What to do ::
All lines from the line containing "its text form." up to and including the last line of the entries must be written out exactly, with no others.
##### Recorded data #####
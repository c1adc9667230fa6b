//! Conversion between typed parameter values and their text form.
//!
//! Every value that enters or leaves a [`ParameterList`](crate::ParameterList)
//! passes through this module, so numeric, boolean and enumeration values
//! all normalize along one path. Renderers that print configuration in
//! aligned columns control the field layout through [`TextFormat`].

use std::any;
use std::fmt;
use std::str::FromStr;

use serde::{Deserialize, Serialize};

use crate::errors::ParseValueError;

/// Field layout applied when rendering a value as text.
#[derive(Debug, Clone, Copy, PartialEq, Eq, Serialize, Deserialize)]
pub struct TextFormat {
    /// Minimum field width in characters; `0` disables padding.
    pub width: usize,
    /// Character used to pad values narrower than `width`.
    pub pad: char,
    /// Whether the value is left aligned within the field.
    pub left_align: bool,
}

impl Default for TextFormat {
    fn default() -> Self {
        Self {
            width: 0,
            pad: ' ',
            left_align: false,
        }
    }
}

/// Renders a value as text, padded to the field described by `format`.
///
/// Values at least `format.width` characters wide are returned unpadded.
pub fn to_text<T: fmt::Display>(value: &T, format: &TextFormat) -> String {
    let text = value.to_string();
    let len = text.chars().count();
    if len >= format.width {
        return text;
    }
    let padding: String = std::iter::repeat(format.pad)
        .take(format.width - len)
        .collect();
    if format.left_align {
        text + &padding
    } else {
        padding + &text
    }
}

/// Parses a value from its text form.
///
/// The input is taken verbatim; callers that tolerate surrounding
/// whitespace trim before calling.
pub fn from_text<T: FromStr>(text: &str) -> Result<T, ParseValueError> {
    text.parse().map_err(|_| ParseValueError {
        text: text.to_string(),
        target: any::type_name::<T>(),
    })
}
#####
Answer box ::
/// Parses a value from its text form.
///
/// The input is taken verbatim; callers that tolerate surrounding
/// whitespace trim before calling.
pub fn from_text<T: FromStr>(text: &str) -> Result<T, ParseValueError> {
    text.parse().map_err(|_| ParseValueError {
        text: text.to_string(),
        target: any::type_name::<T>(),
    })
}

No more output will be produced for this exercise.